>>>>>

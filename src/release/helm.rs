//! Release backend that shells out to the `helm` CLI
//!
//! Every command runs with `--output json` where helm supports it and is
//! bounded by [`HelmConfig::timeout`]. Chart archives and values documents
//! are written to temporary files that live for the duration of the call.

use std::io::Write;
use std::path::{Path, PathBuf};
use std::time::Duration;

use async_trait::async_trait;
use serde::Deserialize;
use tempfile::NamedTempFile;
use tokio::process::Command;
use tracing::{debug, info, warn};

use super::{Release, ReleaseBackend};
use crate::Error;

/// Settings for the helm CLI backend
#[derive(Clone, Debug)]
pub struct HelmConfig {
    /// Path or name of the helm binary
    pub binary: PathBuf,
    /// Upper bound for a single helm invocation
    pub timeout: Duration,
    /// Optional kubeconfig context passed as `--kube-context`
    pub kube_context: Option<String>,
}

impl Default for HelmConfig {
    fn default() -> Self {
        Self {
            binary: PathBuf::from("helm"),
            timeout: Duration::from_secs(300),
            kube_context: None,
        }
    }
}

/// [`ReleaseBackend`] backed by the helm CLI
pub struct HelmCli {
    config: HelmConfig,
}

impl HelmCli {
    /// Create a backend with the given settings
    pub fn new(config: HelmConfig) -> Self {
        Self { config }
    }

    async fn run(&self, release: &str, args: &[&str]) -> Result<String, Error> {
        let mut cmd = Command::new(&self.config.binary);
        cmd.args(args).kill_on_drop(true);
        if let Some(context) = &self.config.kube_context {
            cmd.args(["--kube-context", context.as_str()]);
        }

        let description = format!("helm {}", args.first().copied().unwrap_or_default());
        debug!(release = %release, command = %description, "Running helm");

        let output = tokio::time::timeout(self.config.timeout, cmd.output())
            .await
            .map_err(|_| {
                warn!(release = %release, "{} timed out after {:?}", description, self.config.timeout);
                Error::release(
                    release,
                    format!("{description} timed out after {:?}", self.config.timeout),
                )
            })?
            .map_err(|e| Error::release(release, format!("failed to execute helm: {e}")))?;

        if output.status.success() {
            return Ok(String::from_utf8_lossy(&output.stdout).into_owned());
        }

        let stderr = String::from_utf8_lossy(&output.stderr);
        if is_not_found(&stderr) {
            return Err(Error::release_not_found(release));
        }
        Err(Error::release(
            release,
            format!("{description} failed: {}", stderr.trim()),
        ))
    }

    async fn apply(
        &self,
        verb: &str,
        name: &str,
        namespace: &str,
        chart: &[u8],
        values: &str,
    ) -> Result<Release, Error> {
        let chart_file = temp_file(name, ".tgz", chart)?;
        let values_file = temp_file(name, ".yaml", values.as_bytes())?;
        let chart_path = path_str(name, chart_file.path())?;
        let values_path = path_str(name, values_file.path())?;

        let stdout = self
            .run(
                name,
                &[
                    verb,
                    name,
                    chart_path,
                    "--namespace",
                    namespace,
                    "--values",
                    values_path,
                    "--output",
                    "json",
                ],
            )
            .await?;

        let release = parse_release(name, &stdout)?;
        info!(release = %name, revision = release.version, "helm {} succeeded", verb);
        Ok(release)
    }
}

#[async_trait]
impl ReleaseBackend for HelmCli {
    async fn list_releases(&self, pattern: &str) -> Result<Vec<Release>, Error> {
        let stdout = self.run(pattern, &list_args(pattern)).await?;
        parse_release_list(pattern, &stdout)
    }

    async fn get_release(&self, name: &str, namespace: &str) -> Result<Option<Release>, Error> {
        let result = self
            .run(
                name,
                &["status", name, "--namespace", namespace, "--output", "json"],
            )
            .await;
        match result {
            Ok(stdout) => parse_release(name, &stdout).map(Some),
            Err(e) if e.is_not_found() => Ok(None),
            Err(e) => Err(e),
        }
    }

    async fn install_release(
        &self,
        chart: &[u8],
        namespace: &str,
        name: &str,
        values: &str,
    ) -> Result<Release, Error> {
        self.apply("install", name, namespace, chart, values).await
    }

    async fn update_release(
        &self,
        name: &str,
        namespace: &str,
        chart: &[u8],
        values: &str,
    ) -> Result<Release, Error> {
        self.apply("upgrade", name, namespace, chart, values).await
    }

    async fn delete_release(&self, name: &str, namespace: &str, purge: bool) -> Result<(), Error> {
        let mut args = vec!["uninstall", name, "--namespace", namespace];
        if !purge {
            args.push("--keep-history");
        }
        self.run(name, &args).await?;
        info!(release = %name, purge, "helm uninstall succeeded");
        Ok(())
    }
}

/// `--all` so failed and pending releases are listed too; a release stuck
/// in either state still holds its name
fn list_args(pattern: &str) -> [&str; 7] {
    [
        "list",
        "--all",
        "--all-namespaces",
        "--filter",
        pattern,
        "--output",
        "json",
    ]
}

fn is_not_found(stderr: &str) -> bool {
    stderr.to_lowercase().contains("not found")
}

fn temp_file(release: &str, suffix: &str, contents: &[u8]) -> Result<NamedTempFile, Error> {
    let mut file = tempfile::Builder::new()
        .prefix("symphony-")
        .suffix(suffix)
        .tempfile()
        .map_err(|e| Error::release(release, format!("failed to create temp file: {e}")))?;
    file.write_all(contents)
        .and_then(|_| file.flush())
        .map_err(|e| Error::release(release, format!("failed to write temp file: {e}")))?;
    Ok(file)
}

fn path_str<'a>(release: &str, path: &'a Path) -> Result<&'a str, Error> {
    path.to_str()
        .ok_or_else(|| Error::release(release, "temp file path is not valid UTF-8"))
}

/// One entry of `helm list --output json`
#[derive(Deserialize)]
struct ListEntry {
    name: String,
    namespace: String,
    revision: String,
    #[serde(default)]
    chart: Option<String>,
}

/// Output of `helm status|install|upgrade --output json`
#[derive(Deserialize)]
struct ReleaseDocument {
    name: String,
    namespace: String,
    version: i32,
    #[serde(default)]
    chart: Option<ChartDocument>,
}

#[derive(Deserialize)]
struct ChartDocument {
    metadata: ChartMetadata,
}

#[derive(Deserialize)]
struct ChartMetadata {
    name: String,
    #[serde(default)]
    version: String,
}

fn parse_release_list(pattern: &str, stdout: &str) -> Result<Vec<Release>, Error> {
    // helm prints nothing at all when no release matches
    if stdout.trim().is_empty() {
        return Ok(Vec::new());
    }
    let entries: Vec<ListEntry> = serde_json::from_str(stdout)
        .map_err(|e| Error::serialization(format!("helm list output for {pattern}: {e}")))?;

    entries
        .into_iter()
        .map(|entry| {
            let version = entry.revision.parse::<i32>().map_err(|e| {
                Error::serialization(format!(
                    "invalid revision {:?} for release {}: {e}",
                    entry.revision, entry.name
                ))
            })?;
            Ok(Release {
                name: entry.name,
                namespace: entry.namespace,
                version,
                chart: entry.chart,
            })
        })
        .collect()
}

fn parse_release(name: &str, stdout: &str) -> Result<Release, Error> {
    let doc: ReleaseDocument = serde_json::from_str(stdout)
        .map_err(|e| Error::serialization(format!("helm output for release {name}: {e}")))?;
    Ok(Release {
        name: doc.name,
        namespace: doc.namespace,
        version: doc.version,
        chart: doc
            .chart
            .map(|c| format!("{}-{}", c.metadata.name, c.metadata.version)),
    })
}

#[cfg(test)]
mod tests {
    use super::*;

    const LIST_OUTPUT: &str = r#"[
        {"name":"demo-blue","namespace":"ns","revision":"3","updated":"2024-01-01 00:00:00 +0000 UTC","status":"deployed","chart":"demo-0.1.0","app_version":"1.0"},
        {"name":"demo-green","namespace":"ns","revision":"1","updated":"2024-01-01 00:00:00 +0000 UTC","status":"deployed","chart":"demo-0.1.0","app_version":"1.0"}
    ]"#;

    const STATUS_OUTPUT: &str = r#"{
        "name":"demo-blue",
        "info":{"status":"deployed","description":"Upgrade complete"},
        "chart":{"metadata":{"name":"demo","version":"0.2.0","apiVersion":"v2"}},
        "config":{"replicaCount":2},
        "version":4,
        "namespace":"ns"
    }"#;

    #[test]
    fn test_parse_release_list() {
        let releases = parse_release_list("^demo-(blue|green)$", LIST_OUTPUT).unwrap();
        assert_eq!(releases.len(), 2);
        assert_eq!(releases[0].name, "demo-blue");
        assert_eq!(releases[0].version, 3);
        assert_eq!(releases[1].chart.as_deref(), Some("demo-0.1.0"));
    }

    /// Story: a release whose install failed is still seen, so the next pass
    /// upgrades it instead of reinstalling over a taken name
    #[test]
    fn story_failed_and_pending_releases_are_listed() {
        assert!(list_args("^demo-(blue|green)$").contains(&"--all"));

        let out = r#"[
            {"name":"demo-blue","namespace":"ns","revision":"2","status":"failed","chart":"demo-0.1.0"},
            {"name":"demo-green","namespace":"ns","revision":"1","status":"pending-install","chart":"demo-0.1.0"}
        ]"#;
        let releases = parse_release_list("^demo-(blue|green)$", out).unwrap();
        assert_eq!(releases.len(), 2);
        assert_eq!(releases[0].name, "demo-blue");
        assert_eq!(releases[0].version, 2);
        assert_eq!(releases[1].name, "demo-green");
    }

    #[test]
    fn test_parse_empty_release_list() {
        assert!(parse_release_list("x", "").unwrap().is_empty());
        assert!(parse_release_list("x", "[]\n").unwrap().is_empty());
    }

    #[test]
    fn test_parse_list_rejects_bad_revision() {
        let out = r#"[{"name":"a","namespace":"ns","revision":"latest"}]"#;
        let err = parse_release_list("x", out).unwrap_err();
        assert!(matches!(err, Error::Serialization(_)));
    }

    #[test]
    fn test_parse_release_document() {
        let release = parse_release("demo-blue", STATUS_OUTPUT).unwrap();
        assert_eq!(
            release,
            Release {
                name: "demo-blue".to_string(),
                namespace: "ns".to_string(),
                version: 4,
                chart: Some("demo-0.2.0".to_string()),
            }
        );
    }

    #[test]
    fn test_parse_release_rejects_garbage() {
        assert!(parse_release("demo-blue", "Error: boom").is_err());
    }

    #[test]
    fn test_not_found_detection() {
        assert!(is_not_found("Error: release: not found"));
        assert!(is_not_found(
            "Error: uninstall: Release not loaded: demo-blue: release: not found"
        ));
        assert!(!is_not_found("Error: Kubernetes cluster unreachable"));
    }

    #[test]
    fn test_temp_file_holds_contents() {
        let file = temp_file("demo-blue", ".yaml", b"replicaCount: 2").unwrap();
        assert!(file.path().to_string_lossy().ends_with(".yaml"));
        assert_eq!(
            std::fs::read_to_string(file.path()).unwrap(),
            "replicaCount: 2"
        );
    }

    #[tokio::test]
    async fn test_missing_binary_is_release_error() {
        let helm = HelmCli::new(HelmConfig {
            binary: PathBuf::from("/nonexistent/helm"),
            ..Default::default()
        });
        let err = helm.list_releases("^demo-(blue|green)$").await.unwrap_err();
        assert!(matches!(err, Error::Release { .. }));
        assert!(!err.is_not_found());
    }
}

<<<<<

WORK TO BE COMPLETED:
What lines in the entries above include the string "verb"? Return each one.

YOUR RESPONSE:
        verb: &str,
                    verb,
        info!(release = %name, revision = release.version, "helm {} succeeded", verb);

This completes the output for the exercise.